§ **INPUT MATERIAL**:

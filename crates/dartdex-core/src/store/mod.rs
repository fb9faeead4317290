//! Storage abstraction for record lookup.
//!
//! The [`RecordStore`] trait is everything the resolver and the report
//! enumerator need from storage: list one period, load one record. The
//! application crate implements it over the on-disk layout; [`memory`]
//! provides an in-memory store for tests and embedding.
//!
//! Listings must be returned sorted by file name. The resolver's "first
//! match wins" rules depend on a stable enumeration order, and raw
//! directory order differs across platforms.

pub mod memory;

use serde_json::Value;
use std::sync::Arc;

use crate::error::Result;
use crate::models::CatalogEntry;
use crate::period::Period;

/// Read-only access to records grouped by period.
pub trait RecordStore: Send + Sync {
    /// All well-formed record files in `period`, sorted by file name.
    ///
    /// Listings are shared slices so caching stores can hand out the same
    /// snapshot to every caller.
    ///
    /// Fails with [`LookupError::PathNotFound`](crate::LookupError::PathNotFound)
    /// when the period has no directory at all. An existing but empty
    /// period returns an empty list.
    fn list_period(&self, period: Period) -> Result<Arc<[CatalogEntry]>>;

    /// Loads the raw JSON document behind `entry`.
    fn load(&self, entry: &CatalogEntry) -> Result<Value>;

    /// Periods that currently exist in the store, oldest first.
    fn periods(&self) -> Vec<Period>;

    /// Drops any cached listing for `period`. Stores without a cache ignore it.
    fn invalidate(&self, _period: Period) {}
}

impl<S: RecordStore + ?Sized> RecordStore for Arc<S> {
    fn list_period(&self, period: Period) -> Result<Arc<[CatalogEntry]>> {
        (**self).list_period(period)
    }

    fn load(&self, entry: &CatalogEntry) -> Result<Value> {
        (**self).load(entry)
    }

    fn periods(&self) -> Vec<Period> {
        (**self).periods()
    }

    fn invalidate(&self, period: Period) {
        (**self).invalidate(period)
    }
}
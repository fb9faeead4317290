//! Record post-processing: nested section rows → rendered tables.
//!
//! Every row drops a fixed set of identifier fields that repeat the record
//! metadata ([`EXCLUDED_FIELDS`]). Each section then renders one of:
//!
//! - **no data**: the section has zero rows;
//! - **key/value**: exactly one row, shown as a `Field | Value` table;
//! - **table**: several rows, one column per field;
//! - **no relevant data**: rows exist but every field was excluded.
//!
//! Sections come out sorted by identifier. Processing is a pure function of
//! the input document.

use serde::{Deserialize, Serialize};
use serde_json::{Map, Value};
use std::collections::BTreeMap;

use crate::error::Result;
use crate::models::{CompanyRecord, RecordMetadata, Row};
use crate::sections;

/// Fields removed from every row before rendering.
pub const EXCLUDED_FIELDS: [&str; 5] = ["rcept_no", "corp_cls", "corp_code", "corp_name", "stlm_dt"];

/// Placeholder for a cell whose row lacks the column's field.
pub const MISSING_CELL: &str = "-";

pub fn is_excluded(field: &str) -> bool {
    EXCLUDED_FIELDS.contains(&field)
}

/// How the header of a multi-row section is chosen.
#[derive(Debug, Clone, Copy, Default, PartialEq, Eq, Serialize, Deserialize)]
#[serde(rename_all = "snake_case")]
pub enum HeaderMode {
    /// Union of every row's fields, in first-seen order. No value is lost.
    #[default]
    Union,
    /// Fields of the first row only; later rows' extra fields are dropped.
    FirstRow,
}

/// Rendered shape of one section.
#[derive(Debug, Clone, PartialEq, Serialize)]
#[serde(tag = "kind", rename_all = "snake_case")]
pub enum SectionTable {
    NoData,
    NoRelevantData,
    KeyValue {
        rows: Vec<(String, String)>,
    },
    Table {
        headers: Vec<String>,
        rows: Vec<Vec<String>>,
    },
}

/// One processed section.
#[derive(Debug, Clone, PartialEq, Serialize)]
pub struct RenderedSection {
    pub id: String,
    /// Human title from the section catalog, when the id is known.
    pub title: Option<String>,
    pub table: SectionTable,
}

impl RenderedSection {
    pub fn heading(&self) -> String {
        match &self.title {
            Some(title) => format!("## {} - {}", self.id, title),
            None => format!("## {}", self.id),
        }
    }

    /// Markdown rendering: heading line followed by the table or placeholder.
    pub fn to_markdown(&self) -> String {
        let mut lines = vec![self.heading()];
        match &self.table {
            SectionTable::NoData => lines.push("No data available".to_string()),
            SectionTable::NoRelevantData => lines.push("No relevant data".to_string()),
            SectionTable::KeyValue { rows } => {
                lines.push("| Field | Value |".to_string());
                lines.push("| --- | --- |".to_string());
                for (field, value) in rows {
                    lines.push(format!(
                        "| {} | {} |",
                        markdown_cell(field),
                        markdown_cell(value)
                    ));
                }
            }
            SectionTable::Table { headers, rows } => {
                lines.push(markdown_row(headers));
                lines.push(format!("| {} |", vec!["---"; headers.len()].join(" | ")));
                for row in rows {
                    lines.push(markdown_row(row));
                }
            }
        }
        lines.join("\n")
    }
}

fn markdown_row(cells: &[String]) -> String {
    let cells: Vec<String> = cells.iter().map(|c| markdown_cell(c)).collect();
    format!("| {} |", cells.join(" | "))
}

/// Escapes a cell for a markdown table row: `|` is backslash-escaped and
/// line breaks become `<br>`.
pub fn markdown_cell(text: &str) -> String {
    text.replace('|', "\\|")
        .replace("\r\n", "<br>")
        .replace(['\n', '\r'], "<br>")
}

/// A fully processed record.
#[derive(Debug, Clone, PartialEq, Serialize)]
pub struct ProcessedReport {
    pub metadata: RecordMetadata,
    pub sections: BTreeMap<String, RenderedSection>,
}

impl ProcessedReport {
    /// JSON form: metadata as-is, each section as its markdown string.
    pub fn to_json(&self) -> Value {
        let sections: Map<String, Value> = self
            .sections
            .iter()
            .map(|(id, s)| (id.clone(), Value::String(s.to_markdown())))
            .collect();
        serde_json::json!({
            "metadata": self.metadata,
            "sections": sections,
        })
    }

    /// Metadata header block for the markdown document.
    pub fn metadata_markdown(&self) -> String {
        let m = &self.metadata;
        let or_dash = |v: &Option<String>| v.clone().unwrap_or_else(|| MISSING_CELL.to_string());
        [
            format!(
                "# {} - {}",
                m.corp_name.as_deref().unwrap_or("Unknown"),
                m.period_label().unwrap_or_else(|| "Unknown".to_string())
            ),
            format!("- **stock_code**: {}", or_dash(&m.stock_code)),
            format!("- **corp_code**: {}", or_dash(&m.corp_code)),
            format!("- **collection_date**: {}", or_dash(&m.collection_date)),
            format!("- **successful_apis**: {}", m.successful_apis.unwrap_or(0)),
        ]
        .join("\n")
    }

    /// Markdown document: metadata header, then every section.
    pub fn to_markdown(&self) -> String {
        let mut parts = vec![self.metadata_markdown()];
        parts.extend(self.sections.values().map(|s| s.to_markdown()));
        let mut doc = parts.join("\n\n");
        doc.push('\n');
        doc
    }
}

/// Turns raw records into [`ProcessedReport`]s.
#[derive(Debug, Clone, Copy, Default)]
pub struct PostProcessor {
    header_mode: HeaderMode,
}

impl PostProcessor {
    pub fn new(header_mode: HeaderMode) -> Self {
        Self { header_mode }
    }

    /// Processes a raw record document.
    ///
    /// Fails with [`LookupError::MissingData`](crate::LookupError::MissingData)
    /// if the document has neither `sections` nor `api_data`.
    pub fn process(&self, raw: &Value) -> Result<ProcessedReport> {
        let record = CompanyRecord::from_value(raw)?;
        Ok(self.process_record(&record))
    }

    pub fn process_record(&self, record: &CompanyRecord) -> ProcessedReport {
        let sections = record
            .sections
            .iter()
            .map(|(id, rows)| (id.clone(), self.render_section(id, rows)))
            .collect();
        ProcessedReport {
            metadata: record.metadata.clone(),
            sections,
        }
    }

    pub fn render_section(&self, id: &str, rows: &[Row]) -> RenderedSection {
        let table = match rows {
            [] => SectionTable::NoData,
            [row] => {
                let pairs: Vec<(String, String)> = row
                    .iter()
                    .filter(|(k, _)| !is_excluded(k))
                    .map(|(k, v)| (k.clone(), cell_text(v)))
                    .collect();
                if pairs.is_empty() {
                    SectionTable::NoRelevantData
                } else {
                    SectionTable::KeyValue { rows: pairs }
                }
            }
            _ => {
                let headers = self.headers(rows);
                if headers.is_empty() {
                    SectionTable::NoRelevantData
                } else {
                    let body: Vec<Vec<String>> = rows
                        .iter()
                        .map(|row| {
                            headers
                                .iter()
                                .map(|h| {
                                    row.get(h)
                                        .map(cell_text)
                                        .unwrap_or_else(|| MISSING_CELL.to_string())
                                })
                                .collect()
                        })
                        .collect();
                    SectionTable::Table {
                        headers,
                        rows: body,
                    }
                }
            }
        };

        RenderedSection {
            id: id.to_string(),
            title: sections::lookup(id).map(|s| s.title.to_string()),
            table,
        }
    }

    fn headers(&self, rows: &[Row]) -> Vec<String> {
        let mut headers: Vec<String> = Vec::new();
        let source: &[Row] = match self.header_mode {
            HeaderMode::FirstRow => &rows[..1],
            HeaderMode::Union => rows,
        };
        for row in source {
            for key in row.keys() {
                if !is_excluded(key) && !headers.iter().any(|h| h == key) {
                    headers.push(key.clone());
                }
            }
        }
        headers
    }
}

/// Text of one cell: strings verbatim, `null` as `-`, anything else as JSON.
pub fn cell_text(value: &Value) -> String {
    match value {
        Value::String(s) => s.clone(),
        Value::Null => MISSING_CELL.to_string(),
        other => other.to_string(),
    }
}
//! Catalog of the periodic-report sections a record can carry.
//!
//! The collector stores each disclosure API endpoint under a stable
//! identifier (`api_01` … `api_28`). The catalog maps those identifiers to
//! the endpoint name and a human-readable title. Records may also carry
//! identifiers outside the catalog; those render without a title.

use serde::Serialize;

/// One known section.
#[derive(Debug, Clone, Copy, PartialEq, Eq, Serialize)]
pub struct SectionInfo {
    /// Identifier used as the key in the record (`api_04`).
    pub id: &'static str,
    /// Disclosure API endpoint name (`hyslrSttus`).
    pub endpoint: &'static str,
    /// Human-readable title.
    pub title: &'static str,
}

const fn s(id: &'static str, endpoint: &'static str, title: &'static str) -> SectionInfo {
    SectionInfo {
        id,
        endpoint,
        title,
    }
}

pub const SECTIONS: [SectionInfo; 28] = [
    s("api_01", "irdsSttus", "증자감자현황"),
    s("api_02", "alotMatter", "배당에관한사항"),
    s("api_03", "tesstkAcqsDspsSttus", "자기주식취득및처분현황"),
    s("api_04", "hyslrSttus", "최대주주현황"),
    s("api_05", "hyslrChgSttus", "최대주주변동현황"),
    s("api_06", "mrhlSttus", "소액주주현황"),
    s("api_07", "exctvSttus", "임원현황"),
    s("api_08", "empSttus", "직원현황"),
    s("api_09", "hmvAuditIndvdlBySttus", "이사감사개인별보수현황"),
    s("api_10", "hmvAuditAllSttus", "이사감사전체보수현황"),
    s("api_11", "indvdlByPay", "개인별보수지급금액"),
    s("api_12", "otrCprInvstmntSttus", "타법인출자현황"),
    s("api_13", "stockTotqySttus", "주식의총수현황"),
    s("api_14", "detScritsIsuAcmslt", "채무증권발행실적"),
    s("api_15", "entrprsBilScritsNrdmpBlce", "기업어음증권미상환잔액"),
    s("api_16", "srtpdPsndbtNrdmpBlce", "단기사채미상환잔액"),
    s("api_17", "cprndNrdmpBlce", "회사채미상환잔액"),
    s("api_18", "newCaplScritsNrdmpBlce", "신종자본증권미상환잔액"),
    s("api_19", "cndlCaplScritsNrdmpBlce", "조건부자본증권미상환잔액"),
    s("api_20", "accnutAdtorNmNdAdtOpinion", "회계감사인명칭및감사의견"),
    s("api_21", "adtServcCnclsSttus", "감사용역체결현황"),
    s(
        "api_22",
        "accnutAdtorNonAdtServcCnclsSttus",
        "회계감사인비감사용역체결현황",
    ),
    s("api_23", "outcmpnyDrctrNdChangeSttus", "사외이사및변동현황"),
    s("api_24", "unrstExctvMendngSttus", "미등기임원보수현황"),
    s(
        "api_25",
        "drctrAdtAllMendngSttusGmtsckConfmAmount",
        "이사감사전체보수현황주총승인금액",
    ),
    s(
        "api_26",
        "drctrAdtAllMendngSttusMendngPymntamtTyCl",
        "이사감사전체보수현황보수지급금액유형별",
    ),
    s("api_27", "pssrpCptalUseDtls", "공모자금사용내역"),
    s("api_28", "prvsrpCptalUseDtls", "사모자금사용내역"),
];

/// Looks up a section by identifier, endpoint name, or title.
///
/// The collector has written records keyed both ways over time, so a key
/// like `최대주주현황` resolves to the same entry as `api_04`.
pub fn lookup(key: &str) -> Option<&'static SectionInfo> {
    SECTIONS
        .iter()
        .find(|s| s.id == key || s.endpoint == key || s.title == key)
}

#[cfg(test)]
mod tests {
    use super::*;

    #[test]
    fn test_catalog_ids_are_sequential() {
        for (i, s) in SECTIONS.iter().enumerate() {
            assert_eq!(s.id, format!("api_{:02}", i + 1));
        }
    }

    #[test]
    fn test_lookup_by_any_key() {
        assert_eq!(lookup("api_04").unwrap().title, "최대주주현황");
        assert_eq!(lookup("hyslrSttus").unwrap().id, "api_04");
        assert_eq!(lookup("직원현황").unwrap().id, "api_08");
        assert!(lookup("api_99").is_none());
    }
}
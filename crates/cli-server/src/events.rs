//! In-process event bus for server-level signals.
//!
//! The admin endpoint only *reports* that a shutdown was requested. Whoever
//! embeds the server decides what that means, either by registering a
//! synchronous handler with [`EventBus::subscribe`] or by awaiting
//! [`EventBus::shutdown_requested`].

use std::future::Future;
use std::sync::{Arc, PoisonError, RwLock};
use tokio::sync::broadcast;
use tracing::debug;

/// Name of the shutdown event, stable for anything matching on names.
pub const SHUTDOWN_REQUESTED: &str = "cli-server:shutdown-requested";

/// Events the server can publish.
#[derive(Debug, Clone, Copy, PartialEq, Eq, Hash)]
pub enum ServerEvent {
    ShutdownRequested,
}

impl ServerEvent {
    pub fn name(&self) -> &'static str {
        match self {
            ServerEvent::ShutdownRequested => SHUTDOWN_REQUESTED,
        }
    }
}

impl std::fmt::Display for ServerEvent {
    fn fmt(&self, f: &mut std::fmt::Formatter<'_>) -> std::fmt::Result {
        f.write_str(self.name())
    }
}

type Handler = Arc<dyn Fn(ServerEvent) + Send + Sync>;

struct Inner {
    handlers: RwLock<Vec<(ServerEvent, Handler)>>,
    tx: broadcast::Sender<ServerEvent>,
}

/// Cheaply cloneable publish point shared by the router and the embedder.
#[derive(Clone)]
pub struct EventBus {
    inner: Arc<Inner>,
}

impl EventBus {
    pub fn new() -> Self {
        let (tx, _) = broadcast::channel(16);
        Self {
            inner: Arc::new(Inner {
                handlers: RwLock::new(Vec::new()),
                tx,
            }),
        }
    }

    /// Register `handler` for `event`. Handlers run synchronously, in
    /// registration order, on the task that emits.
    pub fn subscribe<F>(&self, event: ServerEvent, handler: F)
    where
        F: Fn(ServerEvent) + Send + Sync + 'static,
    {
        self.inner
            .handlers
            .write()
            .unwrap_or_else(PoisonError::into_inner)
            .push((event, Arc::new(handler)));
    }

    /// Receive every event emitted from now on.
    pub fn watch(&self) -> broadcast::Receiver<ServerEvent> {
        self.inner.tx.subscribe()
    }

    /// Resolves on the next shutdown request after this call.
    ///
    /// The subscription is taken eagerly, so a request that arrives before the
    /// future is first polled is not lost.
    pub fn shutdown_requested(&self) -> impl Future<Output = ()> + Send + 'static {
        let mut rx = self.watch();
        async move {
            loop {
                match rx.recv().await {
                    Ok(ServerEvent::ShutdownRequested) => return,
                    Err(broadcast::error::RecvError::Lagged(skipped)) => {
                        debug!(skipped, "event watcher lagged");
                    }
                    // Unreachable while the bus is alive: Inner owns the sender.
                    Err(broadcast::error::RecvError::Closed) => {
                        std::future::pending::<()>().await;
                    }
                }
            }
        }
    }

    /// Publish `event`. Returns how many synchronous handlers ran.
    ///
    /// With nobody listening the event is dropped.
    pub fn emit(&self, event: ServerEvent) -> usize {
        let handlers: Vec<Handler> = self
            .inner
            .handlers
            .read()
            .unwrap_or_else(PoisonError::into_inner)
            .iter()
            .filter(|(registered, _)| *registered == event)
            .map(|(_, handler)| Arc::clone(handler))
            .collect();

        for handler in &handlers {
            handler(event);
        }

        let watchers = self.inner.tx.send(event).unwrap_or(0);
        debug!(event = %event, handlers = handlers.len(), watchers, "emitted event");

        handlers.len()
    }
}

impl Default for EventBus {
    fn default() -> Self {
        Self::new()
    }
}

impl std::fmt::Debug for EventBus {
    fn fmt(&self, f: &mut std::fmt::Formatter<'_>) -> std::fmt::Result {
        let handlers = self
            .inner
            .handlers
            .read()
            .map(|h| h.len())
            .unwrap_or_default();
        f.debug_struct("EventBus")
            .field("handlers", &handlers)
            .field("watchers", &self.inner.tx.receiver_count())
            .finish()
    }
}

§ **TASK DETAILS**: Take from the entries every line that has the string "invalidate".

§ **EXERCISE RESULT**:
    fn invalidate(&self, _period: Period) {}
    fn invalidate(&self, period: Period) {
        (**self).invalidate(period)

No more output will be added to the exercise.